Prevx had reported previously that some Windows users were experiencing a Black Screen of Death, and laid the blame in part at the feet of Microsoft patches, specifically KB915597 and KB976098. Erasmus, however, wrote that the patches are no longer considered to be a contributory factor.

"Having narrowed down a specific trigger for this condition we've done quite a bit of testing and re-testing on the recent Windows patches including KB976098 and KB915597 as referred to in our previous blog," he wrote. "Since more specifically narrowing down the cause we have been able to exonerate these patches from being a contributory factor."

Christopher Budd, communications lead for Microsoft Security Response Center, added that Microsoft's own investigation had discounted their November security patches as being tied to the problem.

"We've conducted a comprehensive review of the November Security Updates, the Windows Malicious Software Removal Tool, and the non-security updates we released through Windows Update in November," he blogged. "That investigation has shown that none of these updates make any changes to the permissions in the registry.
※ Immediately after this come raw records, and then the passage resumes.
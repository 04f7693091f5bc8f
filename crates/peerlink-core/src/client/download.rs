//! Verified downloads.
//!
//! A download is one request on a fresh connection:
//!
//! 1. send `DOWNLOAD_REQUEST:<name>`
//! 2. read `FILE_SIZE:<n>` (or `FILE_INFO:<name>:<n>`), or fail on `ERROR`
//! 3. look up the expected hash in the local catalog
//! 4. stream exactly `<n>` bytes into `<dest>.part`, hashing as they arrive
//! 5. compare hashes and rename the part file into place
//!
//! Any failure after step 4 starts removes the part file, so a failed
//! download never leaves a file at the destination.

use std::ffi::OsString;
use std::path::{Path, PathBuf};
use std::time::{Duration, Instant};

use chrono::{DateTime, Utc};
use sha2::{Digest, Sha256};
use tokio::io::{AsyncBufRead, AsyncReadExt, AsyncWriteExt, BufReader};
use tokio::sync::watch;

use crate::catalog::FileCatalog;
use crate::error::{Error, Result};
use crate::hash::to_hex;
use crate::peer::PeerAddress;
use crate::protocol::{self, Message};

/// Receive buffer size.
const RECEIVE_BUFFER_SIZE: usize = 64 * 1024;

/// Download state.
#[derive(Debug, Clone, Copy, PartialEq, Eq)]
pub enum TransferState {
    /// Opening the connection
    Connecting,
    /// Waiting for the size announcement
    Requesting,
    /// Receiving bytes
    Transferring,
    /// Checking the content hash
    Verifying,
    /// File verified and in place
    Completed,
    /// Download failed
    Failed,
}

/// Progress information for a download.
#[derive(Debug, Clone)]
pub struct TransferProgress {
    /// Requested file name
    pub file_name: String,
    /// Current state
    pub state: TransferState,
    /// Bytes received so far
    pub bytes_transferred: u64,
    /// Announced length, once known
    pub total_bytes: Option<u64>,
    /// When the download started
    pub started_at: Instant,
}

impl TransferProgress {
    fn new(file_name: &str) -> Self {
        Self {
            file_name: file_name.to_string(),
            state: TransferState::Connecting,
            bytes_transferred: 0,
            total_bytes: None,
            started_at: Instant::now(),
        }
    }

    /// Progress as a percentage (0.0 - 100.0), once the length is known.
    #[must_use]
    pub fn percentage(&self) -> Option<f64> {
        self.total_bytes.map(|total| {
            if total == 0 {
                100.0
            } else {
                (self.bytes_transferred as f64 / total as f64) * 100.0
            }
        })
    }
}

/// Bookkeeping for one in-flight download.
#[derive(Debug, Clone, PartialEq, Eq)]
pub struct TransferSession {
    /// Requested file name
    pub file_name: String,
    announced_size: Option<u64>,
    bytes_transferred: u64,
    expected_hash: Option<String>,
}

impl TransferSession {
    /// Start a session for `file_name`.
    pub fn new(file_name: impl Into<String>) -> Self {
        Self {
            file_name: file_name.into(),
            announced_size: None,
            bytes_transferred: 0,
            expected_hash: None,
        }
    }

    /// Record the announced byte length. It cannot change once set.
    ///
    /// # Errors
    ///
    /// Returns [`Error::Protocol`] if a different length was already announced.
    pub fn announce(&mut self, size: u64) -> Result<()> {
        match self.announced_size {
            Some(existing) if existing != size => Err(Error::Protocol(format!(
                "length of '{}' already announced as {existing}, got {size}",
                self.file_name
            ))),
            _ => {
                self.announced_size = Some(size);
                Ok(())
            }
        }
    }

    /// Record the hash the content must match.
    pub fn expect_hash(&mut self, hash: impl Into<String>) {
        self.expected_hash = Some(hash.into());
    }

    /// Count received bytes.
    pub fn record(&mut self, bytes: u64) {
        self.bytes_transferred += bytes;
    }

    /// Announced length, if any.
    pub const fn announced_size(&self) -> Option<u64> {
        self.announced_size
    }

    /// Bytes received so far.
    pub const fn bytes_transferred(&self) -> u64 {
        self.bytes_transferred
    }

    /// Bytes still expected.
    pub fn remaining(&self) -> u64 {
        self.announced_size
            .map_or(0, |size| size.saturating_sub(self.bytes_transferred))
    }

    /// Hash the content must match, if known.
    pub fn expected_hash(&self) -> Option<&str> {
        self.expected_hash.as_deref()
    }
}

/// Result of a successful download.
#[derive(Debug, Clone)]
pub struct DownloadReport {
    /// Requested file name
    pub file_name: String,
    /// Peer the file came from
    pub peer: PeerAddress,
    /// Where the verified file was written
    pub path: PathBuf,
    /// Bytes received
    pub bytes: u64,
    /// Verified lowercase hex SHA-256
    pub hash: String,
    /// Time from connect to verified file
    pub elapsed: Duration,
    /// When the download finished
    pub completed_at: DateTime<Utc>,
}

/// Downloads files and publishes progress.
#[derive(Debug)]
pub struct Downloader {
    connect_timeout: Duration,
    progress_tx: watch::Sender<TransferProgress>,
    progress_rx: watch::Receiver<TransferProgress>,
}

impl Downloader {
    /// Create a downloader using `connect_timeout` for each connection.
    pub fn new(connect_timeout: Duration) -> Self {
        let (progress_tx, progress_rx) = watch::channel(TransferProgress::new(""));
        Self {
            connect_timeout,
            progress_tx,
            progress_rx,
        }
    }

    /// Get a progress receiver.
    pub fn progress(&self) -> watch::Receiver<TransferProgress> {
        self.progress_rx.clone()
    }

    /// Download `file_name` from `peer` into `dest_path`, verifying it
    /// against the hash recorded in `catalog`.
    ///
    /// # Errors
    ///
    /// - connection failures ([`Error::ConnectTimeout`], [`Error::ConnectionRefused`], [`Error::UnknownHost`])
    /// - [`Error::Remote`] when the peer answers `ERROR` (e.g. `FILE_NOT_FOUND`)
    /// - [`Error::NotInCatalog`] when there is no local hash to verify against
    /// - [`Error::Truncated`] when the stream ends early
    /// - [`Error::HashMismatch`] when the content does not match the catalog
    pub async fn download(
        &self,
        peer: &PeerAddress,
        file_name: &str,
        dest_path: &Path,
        catalog: &dyn FileCatalog,
    ) -> Result<DownloadReport> {
        self.progress_tx.send_replace(TransferProgress::new(file_name));

        let result = self.run(peer, file_name, dest_path, catalog).await;

        match &result {
            Ok(report) => {
                self.set_state(TransferState::Completed);
                tracing::info!(
                    "Downloaded '{}' from {} ({} bytes in {:.1}s)",
                    report.file_name,
                    report.peer,
                    report.bytes,
                    report.elapsed.as_secs_f64()
                );
            }
            Err(e) => {
                self.set_state(TransferState::Failed);
                tracing::warn!("Download of '{}' from {} failed: {}", file_name, peer, e);
            }
        }

        result
    }

    async fn run(
        &self,
        peer: &PeerAddress,
        file_name: &str,
        dest_path: &Path,
        catalog: &dyn FileCatalog,
    ) -> Result<DownloadReport> {
        let started = Instant::now();
        let mut session = TransferSession::new(file_name);

        let stream = super::connect_stream(peer, self.connect_timeout).await?;
        let mut stream = BufReader::new(stream);

        self.set_state(TransferState::Requesting);
        protocol::write_message(
            &mut stream,
            &Message::DownloadRequest {
                file_name: file_name.to_string(),
            },
        )
        .await?;

        let line = protocol::read_line(&mut stream)
            .await?
            .ok_or(Error::ConnectionClosed)?;
        let size = match Message::decode(&line) {
            Ok(Message::FileSize(size) | Message::FileInfo { size, .. }) => size,
            Ok(Message::Error { reason }) => return Err(Error::Remote { reason }),
            Ok(_) => return Err(Error::UnexpectedResponse(line)),
            Err(e) => return Err(Error::Protocol(format!("{e} in reply '{line}'"))),
        };
        session.announce(size)?;
        tracing::debug!("{} announced '{}' as {} bytes", peer, file_name, size);

        let entry = catalog
            .lookup_by_name(file_name)?
            .ok_or_else(|| Error::NotInCatalog(file_name.to_string()))?;
        session.expect_hash(entry.hash);

        self.progress_tx.send_modify(|p| {
            p.state = TransferState::Transferring;
            p.total_bytes = Some(size);
        });

        let part_path = part_path(dest_path);
        let mut writer = PartFile::create(part_path).await?;

        let hash = match self.receive(&mut stream, &mut writer, &mut session).await {
            Ok(()) => writer.finish().await,
            Err(e) => Err(e),
        };
        let hash = match hash {
            Ok(hash) => hash,
            Err(e) => {
                writer.discard().await;
                return Err(e);
            }
        };

        self.set_state(TransferState::Verifying);
        let expected = session.expected_hash().unwrap_or_default();
        if !hash.eq_ignore_ascii_case(expected) {
            writer.discard().await;
            return Err(Error::HashMismatch {
                expected: expected.to_string(),
                actual: hash,
            });
        }

        writer.persist(dest_path).await?;

        Ok(DownloadReport {
            file_name: file_name.to_string(),
            peer: peer.clone(),
            path: dest_path.to_path_buf(),
            bytes: session.bytes_transferred(),
            hash,
            elapsed: started.elapsed(),
            completed_at: Utc::now(),
        })
    }

    /// Read exactly the announced number of bytes into `writer`.
    async fn receive<R>(
        &self,
        reader: &mut R,
        writer: &mut PartFile,
        session: &mut TransferSession,
    ) -> Result<()>
    where
        R: AsyncBufRead + Unpin,
    {
        let mut buffer = vec![0u8; RECEIVE_BUFFER_SIZE];

        while session.remaining() > 0 {
            let want = usize::try_from(session.remaining())
                .map_or(buffer.len(), |remaining| remaining.min(buffer.len()));
            let n = reader.read(&mut buffer[..want]).await?;
            if n == 0 {
                return Err(Error::Truncated {
                    expected: session.announced_size().unwrap_or_default(),
                    received: session.bytes_transferred(),
                });
            }

            writer.write(&buffer[..n]).await?;
            session.record(n as u64);

            let transferred = session.bytes_transferred();
            self.progress_tx.send_modify(|p| p.bytes_transferred = transferred);
        }

        Ok(())
    }

    fn set_state(&self, state: TransferState) {
        self.progress_tx.send_modify(|p| p.state = state);
    }
}

/// Download `file_name` from `peer` into `dest_path`, verifying it against
/// `catalog`. See [`Downloader::download`].
///
/// # Errors
///
/// See [`Downloader::download`].
pub async fn download(
    peer: &PeerAddress,
    file_name: &str,
    dest_path: &Path,
    catalog: &dyn FileCatalog,
    connect_timeout: Duration,
) -> Result<DownloadReport> {
    Downloader::new(connect_timeout)
        .download(peer, file_name, dest_path, catalog)
        .await
}

/// `<dest>.part`
fn part_path(dest: &Path) -> PathBuf {
    let mut name = OsString::from(dest.as_os_str());
    name.push(".part");
    PathBuf::from(name)
}

/// Temporary download target that hashes everything written to it.
#[derive(Debug)]
struct PartFile {
    path: PathBuf,
    file: tokio::fs::File,
    hasher: Sha256,
}

impl PartFile {
    async fn create(path: PathBuf) -> Result<Self> {
        if let Some(parent) = path.parent().filter(|p| !p.as_os_str().is_empty()) {
            tokio::fs::create_dir_all(parent).await?;
        }
        let file = tokio::fs::File::create(&path).await?;
        Ok(Self {
            path,
            file,
            hasher: Sha256::new(),
        })
    }

    async fn write(&mut self, data: &[u8]) -> Result<()> {
        self.file.write_all(data).await?;
        self.hasher.update(data);
        Ok(())
    }

    /// Flush to disk and return the lowercase hex SHA-256.
    async fn finish(&mut self) -> Result<String> {
        self.file.flush().await?;
        self.file.sync_all().await?;
        Ok(to_hex(&self.hasher.clone().finalize()))
    }

    /// Close the file and move it to `dest`. The part file is removed if
    /// the move fails.
    async fn persist(self, dest: &Path) -> Result<()> {
        drop(self.file);
        if let Err(e) = tokio::fs::rename(&self.path, dest).await {
            if let Err(remove) = tokio::fs::remove_file(&self.path).await {
                tracing::debug!("Could not remove {}: {}", self.path.display(), remove);
            }
            return Err(e.into());
        }
        Ok(())
    }

    async fn discard(self) {
        drop(self.file);
        if let Err(e) = tokio::fs::remove_file(&self.path).await {
            tracing::debug!("Could not remove {}: {}", self.path.display(), e);
        }
    }
}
Thus, we don't believe the updates are related to the 'black screen' behavior described in these reports."

"We've also checked with our worldwide Customer Service and Support organization, and they've told us they're not seeing 'black screen' behavior as a broad customer issue," he added.

In response to the problem, Prevx released a free tool to fix the most common causes of the issue the company has seen. Customers concerned about the issue can also contact Customer Service and Support for free assistance.